What is needed:
Looking through the entries, count each line where the string "struct" occurs, and write only the total.

Data records:
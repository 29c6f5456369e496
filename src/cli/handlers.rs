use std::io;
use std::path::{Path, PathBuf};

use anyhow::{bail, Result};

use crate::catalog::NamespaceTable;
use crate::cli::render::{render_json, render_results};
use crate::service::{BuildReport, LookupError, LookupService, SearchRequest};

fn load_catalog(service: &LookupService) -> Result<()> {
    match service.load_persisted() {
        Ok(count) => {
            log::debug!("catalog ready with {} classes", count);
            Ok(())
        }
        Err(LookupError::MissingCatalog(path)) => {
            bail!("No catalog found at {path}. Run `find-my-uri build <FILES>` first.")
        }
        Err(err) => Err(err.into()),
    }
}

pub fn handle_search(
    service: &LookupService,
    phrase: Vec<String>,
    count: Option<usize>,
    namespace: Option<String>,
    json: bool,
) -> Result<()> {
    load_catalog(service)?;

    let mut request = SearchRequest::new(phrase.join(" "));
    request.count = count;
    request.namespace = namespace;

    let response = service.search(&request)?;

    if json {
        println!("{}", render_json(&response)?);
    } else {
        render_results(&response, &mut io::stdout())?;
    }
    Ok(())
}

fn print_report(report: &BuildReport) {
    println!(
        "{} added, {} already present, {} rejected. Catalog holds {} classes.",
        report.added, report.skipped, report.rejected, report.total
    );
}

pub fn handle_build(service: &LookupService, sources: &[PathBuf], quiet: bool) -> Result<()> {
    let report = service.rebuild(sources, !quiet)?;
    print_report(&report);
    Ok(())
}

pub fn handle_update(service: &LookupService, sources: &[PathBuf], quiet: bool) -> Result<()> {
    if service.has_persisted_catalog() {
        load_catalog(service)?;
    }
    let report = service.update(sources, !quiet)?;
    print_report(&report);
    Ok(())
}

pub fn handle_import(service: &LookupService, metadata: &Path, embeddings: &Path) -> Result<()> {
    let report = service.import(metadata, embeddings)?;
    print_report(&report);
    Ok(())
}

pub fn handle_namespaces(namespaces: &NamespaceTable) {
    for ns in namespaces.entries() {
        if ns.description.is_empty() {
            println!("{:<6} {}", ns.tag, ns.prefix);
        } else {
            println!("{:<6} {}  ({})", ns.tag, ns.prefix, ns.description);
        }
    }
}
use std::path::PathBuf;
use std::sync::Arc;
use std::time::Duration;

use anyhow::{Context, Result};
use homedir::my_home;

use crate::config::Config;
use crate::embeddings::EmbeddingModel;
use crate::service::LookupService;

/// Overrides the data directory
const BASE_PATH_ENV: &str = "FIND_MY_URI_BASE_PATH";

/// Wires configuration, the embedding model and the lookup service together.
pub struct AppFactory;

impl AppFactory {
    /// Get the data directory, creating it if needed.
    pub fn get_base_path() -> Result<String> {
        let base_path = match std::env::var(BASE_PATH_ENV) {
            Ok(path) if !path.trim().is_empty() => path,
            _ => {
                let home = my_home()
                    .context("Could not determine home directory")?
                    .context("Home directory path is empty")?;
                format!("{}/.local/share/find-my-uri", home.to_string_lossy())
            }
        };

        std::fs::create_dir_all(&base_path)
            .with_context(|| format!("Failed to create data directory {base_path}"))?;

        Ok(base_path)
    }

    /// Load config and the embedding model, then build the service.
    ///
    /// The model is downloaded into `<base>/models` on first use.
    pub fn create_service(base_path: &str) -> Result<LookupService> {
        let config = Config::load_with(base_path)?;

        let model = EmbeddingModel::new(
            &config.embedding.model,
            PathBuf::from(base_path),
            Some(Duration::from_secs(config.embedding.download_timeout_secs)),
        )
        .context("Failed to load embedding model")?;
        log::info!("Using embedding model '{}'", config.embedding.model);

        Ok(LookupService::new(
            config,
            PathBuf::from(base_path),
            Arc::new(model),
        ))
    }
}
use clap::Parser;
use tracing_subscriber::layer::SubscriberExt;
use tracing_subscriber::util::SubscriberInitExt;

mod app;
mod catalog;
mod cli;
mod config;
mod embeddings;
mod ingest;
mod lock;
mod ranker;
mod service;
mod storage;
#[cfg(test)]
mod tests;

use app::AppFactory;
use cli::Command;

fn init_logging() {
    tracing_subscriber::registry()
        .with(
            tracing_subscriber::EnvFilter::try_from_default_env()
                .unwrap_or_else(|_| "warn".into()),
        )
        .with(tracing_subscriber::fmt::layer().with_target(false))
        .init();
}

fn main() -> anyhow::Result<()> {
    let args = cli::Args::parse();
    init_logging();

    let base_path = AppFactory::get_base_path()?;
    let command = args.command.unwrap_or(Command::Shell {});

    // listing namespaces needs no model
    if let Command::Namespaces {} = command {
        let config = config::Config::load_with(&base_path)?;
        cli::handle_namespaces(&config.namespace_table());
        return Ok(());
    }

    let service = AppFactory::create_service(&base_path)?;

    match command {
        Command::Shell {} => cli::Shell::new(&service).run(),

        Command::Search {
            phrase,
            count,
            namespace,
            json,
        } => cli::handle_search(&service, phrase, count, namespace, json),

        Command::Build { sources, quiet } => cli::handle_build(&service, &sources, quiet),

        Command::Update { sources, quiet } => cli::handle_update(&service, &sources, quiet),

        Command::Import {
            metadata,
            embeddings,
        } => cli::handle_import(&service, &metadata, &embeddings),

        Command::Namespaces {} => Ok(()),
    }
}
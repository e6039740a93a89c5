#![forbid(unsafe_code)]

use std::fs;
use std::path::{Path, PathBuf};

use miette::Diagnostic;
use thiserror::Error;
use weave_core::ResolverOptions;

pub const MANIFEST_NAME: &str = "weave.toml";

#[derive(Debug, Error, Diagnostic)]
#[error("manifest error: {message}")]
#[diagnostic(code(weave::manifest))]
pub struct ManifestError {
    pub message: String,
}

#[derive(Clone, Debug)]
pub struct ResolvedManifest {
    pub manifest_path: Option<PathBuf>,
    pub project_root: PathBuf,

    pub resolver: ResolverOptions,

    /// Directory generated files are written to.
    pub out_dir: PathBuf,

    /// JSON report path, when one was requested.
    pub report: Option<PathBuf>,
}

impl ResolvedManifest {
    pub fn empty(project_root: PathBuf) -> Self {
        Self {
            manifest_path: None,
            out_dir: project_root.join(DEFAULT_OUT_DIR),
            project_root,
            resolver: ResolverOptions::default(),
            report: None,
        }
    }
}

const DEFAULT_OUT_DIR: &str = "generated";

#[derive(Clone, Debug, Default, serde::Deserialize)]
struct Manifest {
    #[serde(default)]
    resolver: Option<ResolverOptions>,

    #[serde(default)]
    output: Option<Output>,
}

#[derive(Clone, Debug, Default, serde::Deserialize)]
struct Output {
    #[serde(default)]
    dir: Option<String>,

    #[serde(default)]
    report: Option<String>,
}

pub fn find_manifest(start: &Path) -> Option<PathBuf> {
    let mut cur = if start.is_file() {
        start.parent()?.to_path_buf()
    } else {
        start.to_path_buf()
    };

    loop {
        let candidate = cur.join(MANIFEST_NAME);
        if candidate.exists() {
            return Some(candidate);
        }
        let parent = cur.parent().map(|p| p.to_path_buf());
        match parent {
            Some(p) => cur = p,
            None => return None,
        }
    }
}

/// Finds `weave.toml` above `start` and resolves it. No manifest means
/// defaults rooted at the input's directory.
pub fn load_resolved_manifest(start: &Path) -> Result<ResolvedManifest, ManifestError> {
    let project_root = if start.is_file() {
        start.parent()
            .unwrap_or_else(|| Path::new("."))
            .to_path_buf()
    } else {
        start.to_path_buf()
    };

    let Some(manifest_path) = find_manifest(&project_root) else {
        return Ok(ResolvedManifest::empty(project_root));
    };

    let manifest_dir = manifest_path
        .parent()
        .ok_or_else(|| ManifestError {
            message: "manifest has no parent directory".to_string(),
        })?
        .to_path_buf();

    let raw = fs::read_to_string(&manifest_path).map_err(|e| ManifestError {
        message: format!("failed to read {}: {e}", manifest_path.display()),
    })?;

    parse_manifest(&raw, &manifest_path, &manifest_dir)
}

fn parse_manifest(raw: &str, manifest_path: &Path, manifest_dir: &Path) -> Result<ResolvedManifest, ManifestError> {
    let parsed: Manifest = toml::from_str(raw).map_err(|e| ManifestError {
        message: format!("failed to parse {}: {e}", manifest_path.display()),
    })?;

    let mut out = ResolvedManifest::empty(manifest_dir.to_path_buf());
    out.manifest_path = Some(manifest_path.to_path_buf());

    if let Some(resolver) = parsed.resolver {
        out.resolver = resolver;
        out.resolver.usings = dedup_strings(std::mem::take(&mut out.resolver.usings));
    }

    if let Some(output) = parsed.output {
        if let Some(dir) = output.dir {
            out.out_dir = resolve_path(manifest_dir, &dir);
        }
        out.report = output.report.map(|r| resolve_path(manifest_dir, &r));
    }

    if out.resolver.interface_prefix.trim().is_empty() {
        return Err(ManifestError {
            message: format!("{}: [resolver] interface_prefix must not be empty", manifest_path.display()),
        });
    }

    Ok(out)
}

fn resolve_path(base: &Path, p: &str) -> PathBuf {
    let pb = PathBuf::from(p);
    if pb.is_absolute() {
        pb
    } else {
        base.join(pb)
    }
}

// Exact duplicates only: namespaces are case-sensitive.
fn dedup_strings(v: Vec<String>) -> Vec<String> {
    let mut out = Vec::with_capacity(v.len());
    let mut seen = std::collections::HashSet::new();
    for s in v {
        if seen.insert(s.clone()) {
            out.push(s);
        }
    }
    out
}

Answer space:
5